Which double standard serves a unique purpose


Prof. Dr. Jochen Taupitz

To person

is managing director of the Institute for German, European and International Medical Law, Health Law and Bioethics at the Universities of Heidelberg and Mannheim. His main focus is on medical law, health law (including medical and pharmaceutical law as well as human genetics law), protection of individual self-determination and personal rights. He is a member of the German Ethics Council.

When is research with human embryos allowed? Jochen Taupitz with an introduction to the legal dimension of embryo protection and stem cell research.

A scientist points to a container of stem cells in a University of Georgia laboratory in Athens. (& copy AP)

The Embryo Protection Act (EschG) and the Stem Cell Act (StZG)

The Embryo Protection Act of 13.12.1990 prohibits any use of a human embryo for a purpose that does not serve its preservation. This means that human embryos may not be used to obtain embryonic stem cells.

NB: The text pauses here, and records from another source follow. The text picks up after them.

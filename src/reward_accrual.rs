multiversx_sc::imports!();

use crate::{
    errors::{ERR_ASSET_TRANSFER_FAILED, ERR_INVALID_AMOUNT, ERR_NOTHING_TO_CLAIM},
    events, share_ledger,
    types::RewardCheckpoint,
};

/// Fixed-point scale of the reward-per-unit accumulator.
pub const REWARD_SCALE: u64 = 1_000_000_000_000_000_000;

/// Streams `rewardRatePerSecond` to unit holders pro rata without ever
/// iterating over them: a global reward-per-unit accumulator advances with
/// time, and each account settles against it at its own checkpoint.
#[multiversx_sc::module]
pub trait RewardAccrualModule: share_ledger::ShareLedgerModule + events::EventsModule {
    // ========================================================
    // ENDPOINT: claim
    // ========================================================

    #[endpoint(claim)]
    fn claim(&self) -> BigUint {
        let caller = self.blockchain().get_caller();

        self.update_accumulator();
        let stored = self.reward_per_unit_stored().get();
        let reward = self.earned_against(&caller, &stored);
        require!(reward > 0u64, ERR_NOTHING_TO_CLAIM);

        let reserve = self.reward_reserve().get();
        require!(reward <= reserve, ERR_ASSET_TRANSFER_FAILED);

        self.reward_checkpoint(&caller).set(RewardCheckpoint {
            reward_per_unit_paid: stored,
            accrued_reward: BigUint::zero(),
        });
        self.reward_reserve().set(&reserve - &reward);

        self.reward_claimed_event(&caller, &reward);

        let reward_token = self.reward_token().get();
        self.send().direct(&caller, &reward_token, 0, &reward);

        reward
    }

    // ========================================================
    // ENDPOINT: setRewardRate
    // The old rate is settled up to now before the new one applies.
    // ========================================================

    #[only_owner]
    #[endpoint(setRewardRate)]
    fn set_reward_rate(&self, rate: BigUint) {
        self.update_accumulator();
        self.reward_rate().set(&rate);

        self.reward_rate_updated_event(self.blockchain().get_block_timestamp(), &rate);
    }

    #[payable("*")]
    #[endpoint(fundRewards)]
    fn fund_rewards(&self) {
        let caller = self.blockchain().get_caller();
        let payment = self.call_value().egld_or_single_esdt();
        require!(
            payment.token_identifier == self.reward_token().get() && payment.amount > 0u64,
            ERR_INVALID_AMOUNT
        );

        self.reward_reserve().update(|r| *r += &payment.amount);

        self.rewards_funded_event(&caller, &payment.amount);
    }

    // ========================================================
    // INTERNAL
    // ========================================================

    /// Must run before any balance change and before any checkpoint read.
    fn update_accumulator(&self) {
        let now = self.blockchain().get_block_timestamp();
        let stored = self.reward_per_unit_at(now);
        self.reward_per_unit_stored().set(&stored);
        self.last_update_timestamp().set(now);
    }

    /// Accumulator value as it would read after an update at `now`.
    fn reward_per_unit_at(&self, now: u64) -> BigUint {
        let stored = self.reward_per_unit_stored().get();
        let last = self.last_update_timestamp().get();
        let total_units = self.total_units().get();
        if total_units == 0u64 || now <= last {
            return stored;
        }

        let elapsed = BigUint::from(now - last);
        stored + elapsed * self.reward_rate().get() * BigUint::from(REWARD_SCALE) / total_units
    }

    fn load_checkpoint(&self, account: &ManagedAddress) -> RewardCheckpoint<Self::Api> {
        if self.reward_checkpoint(account).is_empty() {
            return RewardCheckpoint::default();
        }
        self.reward_checkpoint(account).get()
    }

    fn earned_against(&self, account: &ManagedAddress, reward_per_unit: &BigUint) -> BigUint {
        let checkpoint = self.load_checkpoint(account);
        let balance = self.units(account).get();
        let delta = reward_per_unit - &checkpoint.reward_per_unit_paid;

        balance * delta / BigUint::from(REWARD_SCALE) + checkpoint.accrued_reward
    }

    /// Settles everything `account` earned up to the stored accumulator.
    fn checkpoint_account(&self, account: &ManagedAddress) {
        let stored = self.reward_per_unit_stored().get();
        let accrued = self.earned_against(account, &stored);

        self.reward_checkpoint(account).set(RewardCheckpoint {
            reward_per_unit_paid: stored,
            accrued_reward: accrued,
        });
    }

    // ========================================================
    // VIEWS
    // ========================================================

    /// Live figure, including accrual not yet written to storage.
    #[view(getEarned)]
    fn get_earned(&self, account: &ManagedAddress) -> BigUint {
        let now = self.blockchain().get_block_timestamp();
        let reward_per_unit = self.reward_per_unit_at(now);
        self.earned_against(account, &reward_per_unit)
    }

    #[view(getRewardCheckpoint)]
    fn get_reward_checkpoint(&self, account: &ManagedAddress) -> RewardCheckpoint<Self::Api> {
        self.load_checkpoint(account)
    }

    // ========================================================
    // STORAGE
    // ========================================================

    #[view(getRewardToken)]
    #[storage_mapper("rewardToken")]
    fn reward_token(&self) -> SingleValueMapper<EgldOrEsdtTokenIdentifier>;

    #[view(getRewardRate)]
    #[storage_mapper("rewardRate")]
    fn reward_rate(&self) -> SingleValueMapper<BigUint>;

    #[view(getRewardPerUnitStored)]
    #[storage_mapper("rewardPerUnitStored")]
    fn reward_per_unit_stored(&self) -> SingleValueMapper<BigUint>;

    #[storage_mapper("lastUpdateTimestamp")]
    fn last_update_timestamp(&self) -> SingleValueMapper<u64>;

    #[view(getRewardReserve)]
    #[storage_mapper("rewardReserve")]
    fn reward_reserve(&self) -> SingleValueMapper<BigUint>;

    #[storage_mapper("rewardCheckpoint")]
    fn reward_checkpoint(
        &self,
        account: &ManagedAddress,
    ) -> SingleValueMapper<RewardCheckpoint<Self::Api>>;
}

The embryo within the meaning of the ESchG is the fertilized, viable human egg cell from the time of nuclear fusion, furthermore every "totipotent" cell removed from an embryo, ie every cell that divides and develops into an individual if the corresponding further requirements are met able. The overwhelming opinion is that viable human egg cells that have been produced using the cell nucleus transfer process (Dolly method) are embryos within the meaning of the ESchG. This means that they too cannot be used as a source for obtaining stem cells. The situation is different with reprogrammed somatic cells, even if they have (temporarily) achieved the state of totipotency through reprogramming. No egg cell is involved in their production, which is a prerequisite for the creation of an embryo in the sense of the ESchG.

However, the ESchG does not prohibit the import and use of embryonic stem cells. This meant that embryonic stem cells could be used for research purposes in Germany, which could only be obtained abroad due to the prohibitions of the ESchG. In order to prevent any incentive emanating from Germany to consume human embryos abroad for German research, with the Stem Cell Act of April 25, 2002, the legislature also fundamentally prohibited the import and use of embryonic stem cells. Only if the stem cells were obtained abroad before a certain reference date (originally January 1, 2002; postponed to February 1, 2007 by law of August 14, 2008), the import is permitted - provided that further strict requirements are met. The legislature was guided by the idea that the embryos that had already been used abroad in the past to produce stem cells cannot be brought back to life anyway. However, some see it as an expression of double standards when German researchers are allowed to benefit from past injustices committed abroad in this way.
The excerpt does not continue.